Advantages of various bidimensional techniques
Key benefit of bidimensional technique is that it maintains incisor torque as a slot with bracket prescription is filled early in an orthodontic treatment.
Sufficient clearance of 0.004’’ in buccal segment between bracket slot (0.022’’) with much smaller 0.018 X 0.025’’ arch wire, facilitates free sliding while space closure. Also reduced friction in posterior teeth brackets conserve anchorage.
En-masse retraction in a dual slot system decrease treatment time.23 Also, a free sliding in buccal brackets is provided during anterior retraction and posterior protraction at the same time sustaining anterior torque control.

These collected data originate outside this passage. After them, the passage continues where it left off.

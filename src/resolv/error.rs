//! Error type for the resolver.

#![warn(missing_docs)]

use crate::base::wire::ParseError;
use std::error;
use std::fmt::{Display, Formatter};

//------------ Error ---------------------------------------------------------

/// Error type for the resolver.
///
/// Each variant corresponds to one of the status codes callers of the
/// legacy interface expect. Use [`Error::to_code`] and
/// [`Error::from_code`] to convert between the two.
#[derive(Clone, Copy, Debug, Eq, PartialEq)]
pub enum Error {
    /// The response was malformed.
    BadResponse,

    /// The response did not contain the requested data.
    NoData,

    /// Allocating memory failed.
    NoMemory,

    /// A lookup or a join outside of parsing failed.
    NotFound,

    /// A wait ended because its deadline had passed.
    Timeout,

    /// An argument was invalid.
    FormErr,

    /// The operation needs thread support which is not available.
    NotImp,

    /// A platform object could not be created.
    ServFail,
}

impl Error {
    /// The legacy status code for success.
    pub const SUCCESS: i32 = 0;

    /// Returns the legacy integer status code for the error.
    pub fn to_code(self) -> i32 {
        match self {
            Error::NoData => 1,
            Error::FormErr => 2,
            Error::ServFail => 3,
            Error::NotFound => 4,
            Error::NotImp => 5,
            Error::BadResponse => 10,
            Error::Timeout => 12,
            Error::NoMemory => 15,
        }
    }

    /// Returns the error for a legacy status code.
    ///
    /// Returns `None` for [`Error::SUCCESS`] and for codes that have no
    /// corresponding variant.
    pub fn from_code(code: i32) -> Option<Self> {
        match code {
            1 => Some(Error::NoData),
            2 => Some(Error::FormErr),
            3 => Some(Error::ServFail),
            4 => Some(Error::NotFound),
            5 => Some(Error::NotImp),
            10 => Some(Error::BadResponse),
            12 => Some(Error::Timeout),
            15 => Some(Error::NoMemory),
            _ => None,
        }
    }

    /// Converts a result into a legacy status code.
    pub fn code_of<T>(res: &Result<T, Error>) -> i32 {
        match res {
            Ok(_) => Self::SUCCESS,
            Err(err) => err.to_code(),
        }
    }
}

//--- From

impl From<ParseError> for Error {
    fn from(_: ParseError) -> Self {
        Error::BadResponse
    }
}

//--- Display and Error

impl Display for Error {
    fn fmt(&self, f: &mut Formatter<'_>) -> Result<(), std::fmt::Error> {
        match self {
            Error::BadResponse => write!(f, "misformatted DNS reply"),
            Error::NoData => write!(f, "DNS server returned answer with no data"),
            Error::NoMemory => write!(f, "out of memory"),
            Error::NotFound => write!(f, "domain name not found"),
            Error::Timeout => write!(f, "timeout while contacting DNS servers"),
            Error::FormErr => write!(f, "invalid argument"),
            Error::NotImp => write!(f, "not implemented"),
            Error::ServFail => write!(f, "server failure"),
        }
    }
}

impl error::Error for Error {}

//============ Testing =======================================================
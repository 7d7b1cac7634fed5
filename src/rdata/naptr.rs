//! Record data from [RFC 3403]: NAPTR records.
//!
//! [RFC 3403]: https://www.rfc-editor.org/info/rfc3403

use super::{fmt_quoted, parse_char_str};
use crate::base::iana::Rtype;
use crate::base::name::NameMode;
use crate::base::record::AnswerRecord;
use crate::base::wire::Parse;
use crate::resolv::error::Error;
use core::fmt;

//------------ NaptrReply ----------------------------------------------------

/// The data of a NAPTR record.
///
/// A NAPTR record describes one rewrite rule of the Dynamic Delegation
/// Discovery System. The flags, services, and regular expression are kept
/// as the octets of their character strings.
#[derive(Clone, Debug, Default, Eq, PartialEq)]
pub struct NaptrReply {
    order: u16,
    preference: u16,
    flags: Vec<u8>,
    service: Vec<u8>,
    regexp: Vec<u8>,
    replacement: String,
}

impl NaptrReply {
    /// The rtype of this record data type.
    pub const RTYPE: Rtype = Rtype::NAPTR;

    /// Creates a new value from its components.
    pub fn new(
        order: u16,
        preference: u16,
        flags: Vec<u8>,
        service: Vec<u8>,
        regexp: Vec<u8>,
        replacement: String,
    ) -> Self {
        NaptrReply {
            order,
            preference,
            flags,
            service,
            regexp,
            replacement,
        }
    }

    /// Parses the data of `record`.
    pub fn parse(record: &AnswerRecord) -> Result<Self, Error> {
        let mut parser = record.data_parser();
        let order = u16::parse(&mut parser)?;
        let preference = u16::parse(&mut parser)?;
        let flags = parse_char_str(&mut parser)?;
        let service = parse_char_str(&mut parser)?;
        let regexp = parse_char_str(&mut parser)?;
        let replacement =
            record.parse_data_name(&mut parser, NameMode::Any)?;
        Ok(NaptrReply {
            order,
            preference,
            flags,
            service,
            regexp,
            replacement,
        })
    }

    /// Records are processed in increasing order.
    pub fn order(&self) -> u16 {
        self.order
    }

    /// The preference among records with the same order.
    pub fn preference(&self) -> u16 {
        self.preference
    }

    /// The flags controlling the interpretation of the other fields.
    pub fn flags(&self) -> &[u8] {
        &self.flags
    }

    /// The service parameters applicable to this delegation path.
    pub fn service(&self) -> &[u8] {
        &self.service
    }

    /// The substitution expression.
    pub fn regexp(&self) -> &[u8] {
        &self.regexp
    }

    /// The next name to query for.
    pub fn replacement(&self) -> &str {
        &self.replacement
    }
}

//--- Display

impl fmt::Display for NaptrReply {
    fn fmt(&self, f: &mut fmt::Formatter) -> fmt::Result {
        write!(f, "{} {} ", self.order, self.preference)?;
        fmt_quoted(&self.flags, f)?;
        f.write_str(" ")?;
        fmt_quoted(&self.service, f)?;
        f.write_str(" ")?;
        fmt_quoted(&self.regexp, f)?;
        write!(f, " {}.", self.replacement)
    }
}

//============ Testing =======================================================

#[cfg(test)]
mod test {
    use super::*;
    use crate::base::iana::Class;
    use crate::base::record::Response;
    use crate::base::testing::{encode_name, ResponseBuilder};
    use rstest::rstest;

    fn parse(data: &[u8]) -> Result<NaptrReply, Error> {
        let mut builder = ResponseBuilder::new("example.com", Rtype::NAPTR);
        builder.push(ResponseBuilder::QNAME, Rtype::NAPTR, Class::IN, 60, data);
        let msg = builder.finish();
        let response = Response::parse(&msg, NameMode::Hostname).unwrap();
        let record = response.answers().next().unwrap().unwrap();
        NaptrReply::parse(&record)
    }

    fn naptr_data() -> Vec<u8> {
        let mut data = b"\x00\x64\x00\x0a\x01s\x07SIP+D2U\x00".to_vec();
        data.extend_from_slice(&encode_name("_sip._udp.example.com"));
        data
    }

    #[test]
    fn parse_good() {
        let naptr = parse(&naptr_data()).unwrap();
        assert_eq!(naptr.order(), 100);
        assert_eq!(naptr.preference(), 10);
        assert_eq!(naptr.flags(), b"s");
        assert_eq!(naptr.service(), b"SIP+D2U");
        assert_eq!(naptr.regexp(), b"");
        assert_eq!(naptr.replacement(), "_sip._udp.example.com");
        assert_eq!(
            naptr.to_string(),
            "100 10 \"s\" \"SIP+D2U\" \"\" _sip._udp.example.com."
        );
    }

    #[rstest]
    #[case::integers_only(b"\x00\x64\x00\x0a")]
    #[case::string_overrun(b"\x00\x64\x00\x0a\x01s\x09SIP+D2U")]
    #[case::no_replacement(b"\x00\x64\x00\x0a\x01s\x07SIP+D2U\x00")]
    fn malformed(#[case] data: &[u8]) {
        assert_eq!(parse(data), Err(Error::BadResponse));
    }
}
//! IANA Definitions for DNS.
//!
//! This module contains types for the parameters defined in IANA
//! registries that the response parser needs to look at. Each type wraps
//! the raw integer value and provides associated constants for the
//! well-defined values. Values without a mnemonic are displayed using the
//! generic `TYPE` or `CLASS` prefix followed by the decimal value.

pub use self::class::Class;
pub use self::rtype::Rtype;

#[macro_use]
mod macros;

pub mod class;
pub mod rtype;

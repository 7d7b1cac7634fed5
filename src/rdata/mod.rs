//! Record data produced from answer records.
//!
//! Each type in here is an owned copy of the interesting parts of one
//! record type’s data. The types are produced by the record-list query
//! functions in [`resolv::reply`][crate::resolv::reply] and handed to
//! callers inside a [`DataChain`][crate::resolv::data::DataChain].
//!
//! All of them are built from an [`AnswerRecord`] via their `parse`
//! function which checks the record data against the record’s data
//! length. Filtering records by class and type is left to the caller.
//!
//! [`AnswerRecord`]: crate::base::record::AnswerRecord

pub use self::caa::CaaReply;
pub use self::mx::MxReply;
pub use self::naptr::NaptrReply;
pub use self::soa::SoaReply;
pub use self::srv::SrvReply;
pub use self::txt::TxtReply;
pub use self::uri::UriReply;

pub mod caa;
pub mod mx;
pub mod naptr;
pub mod soa;
pub mod srv;
pub mod txt;
pub mod uri;

use crate::base::wire::ParseError;
use crate::resolv::error::Error;
use octseq::parse::Parser;

/// Copies `src` into a new vec, reporting allocation failure.
pub(crate) fn copy_octets(src: &[u8]) -> Result<Vec<u8>, Error> {
    let mut res = Vec::new();
    res.try_reserve_exact(src.len())
        .map_err(|_| Error::NoMemory)?;
    res.extend_from_slice(src);
    Ok(res)
}

/// Takes a character string from the beginning of `parser`.
///
/// A character string is a length octet followed by that many octets.
pub(crate) fn parse_char_str(
    parser: &mut Parser<'_, [u8]>,
) -> Result<Vec<u8>, Error> {
    let len = parser.parse_u8().map_err(ParseError::from)?;
    let octets = parser
        .parse_octets(usize::from(len))
        .map_err(ParseError::from)?;
    copy_octets(octets)
}

/// Formats octets as a quoted string with non-printable octets escaped.
fn fmt_quoted(octets: &[u8], f: &mut core::fmt::Formatter) -> core::fmt::Result {
    use core::fmt::Write;

    f.write_char('"')?;
    for &ch in octets {
        if ch == b'"' || ch == b'\\' {
            write!(f, "\\{}", char::from(ch))?;
        } else if (0x20..0x7f).contains(&ch) {
            f.write_char(char::from(ch))?;
        } else {
            write!(f, "\\{:03}", ch)?;
        }
    }
    f.write_char('"')
}
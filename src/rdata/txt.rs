//! Record data from [RFC 1035]: TXT records.
//!
//! [RFC 1035]: https://tools.ietf.org/html/rfc1035

use super::{copy_octets, fmt_quoted};
use crate::base::iana::Rtype;
use crate::base::record::AnswerRecord;
use crate::resolv::error::Error;
use core::fmt;
use tracing::debug;

//------------ TxtReply ------------------------------------------------------

/// A single character string of a TXT record.
///
/// A TXT record consists of one or more character strings. Each of them
/// becomes its own value. The first string of each record is marked via
/// [`record_start`][Self::record_start] so callers can tell where one
/// record ends and the next one begins.
#[derive(Clone, Debug, Default, Eq, PartialEq)]
pub struct TxtReply {
    txt: Vec<u8>,
    record_start: bool,
}

impl TxtReply {
    /// The rtype of this record data type.
    pub const RTYPE: Rtype = Rtype::TXT;

    pub fn new(txt: Vec<u8>, record_start: bool) -> Self {
        TxtReply { txt, record_start }
    }

    /// Parses all character strings of `record`.
    ///
    /// Record data without any strings results in an empty vec. A string
    /// whose length exceeds the remaining data makes the record malformed.
    pub fn parse(record: &AnswerRecord) -> Result<Vec<Self>, Error> {
        let mut data = record.data();
        let mut res = Vec::new();
        while let Some((&len, rest)) = data.split_first() {
            let len = usize::from(len);
            if len > rest.len() {
                debug!(
                    "TXT string of {} octets exceeds remaining {} octets",
                    len,
                    rest.len()
                );
                return Err(Error::BadResponse);
            }
            let (txt, rest) = rest.split_at(len);
            res.try_reserve(1).map_err(|_| Error::NoMemory)?;
            res.push(TxtReply {
                txt: copy_octets(txt)?,
                record_start: res.is_empty(),
            });
            data = rest;
        }
        Ok(res)
    }

    /// Returns the content of the string.
    pub fn txt(&self) -> &[u8] {
        &self.txt
    }

    /// Returns whether this is the first string of a record.
    pub fn record_start(&self) -> bool {
        self.record_start
    }
}

//--- Display

impl fmt::Display for TxtReply {
    fn fmt(&self, f: &mut fmt::Formatter) -> fmt::Result {
        fmt_quoted(&self.txt, f)
    }
}

//============ Testing =======================================================

#[cfg(test)]
mod test {
    use super::*;
    use crate::base::iana::Class;
    use crate::base::name::NameMode;
    use crate::base::record::Response;
    use crate::base::testing::ResponseBuilder;

    fn parse(data: &[u8]) -> Result<Vec<TxtReply>, Error> {
        let mut builder = ResponseBuilder::new("example.com", Rtype::TXT);
        builder.push(ResponseBuilder::QNAME, Rtype::TXT, Class::IN, 60, data);
        let msg = builder.finish();
        let response = Response::parse(&msg, NameMode::Hostname).unwrap();
        let record = response.answers().next().unwrap().unwrap();
        TxtReply::parse(&record)
    }

    #[test]
    fn strings() {
        let txt = parse(b"\x05hello\x00\x03a\"b").unwrap();
        assert_eq!(txt.len(), 3);
        assert_eq!(txt[0], TxtReply::new(b"hello".to_vec(), true));
        assert_eq!(txt[1], TxtReply::new(Vec::new(), false));
        assert_eq!(txt[2].txt(), b"a\"b");
        assert!(!txt[2].record_start());
        assert_eq!(txt[2].to_string(), "\"a\\\"b\"");
    }

    #[test]
    fn empty_data() {
        assert_eq!(parse(b""), Ok(Vec::new()));
    }

    #[test]
    fn overrun() {
        assert_eq!(parse(b"\x02ok\x05abc"), Err(Error::BadResponse));
    }
}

The amount of root resorption in a bidimensional technique is identical to that of straight wire.32
At the end of a treatment, an arch form was well maintained. Also, there was no additional requirement for torquing auxiliaries which makes bidimensional technique relevant.
Conclusion
Besides bidimensional technique being both beneficent and effective as well as simple fewer orthodontist reported practicing these methods in their regular practices.33 Bidimensional techniques provide two distinct advantages at same time i.e., better anterior torque control along with free sliding in posterior brackets thus further studies involving randomised clinical trials as well as more systematic reviews are required.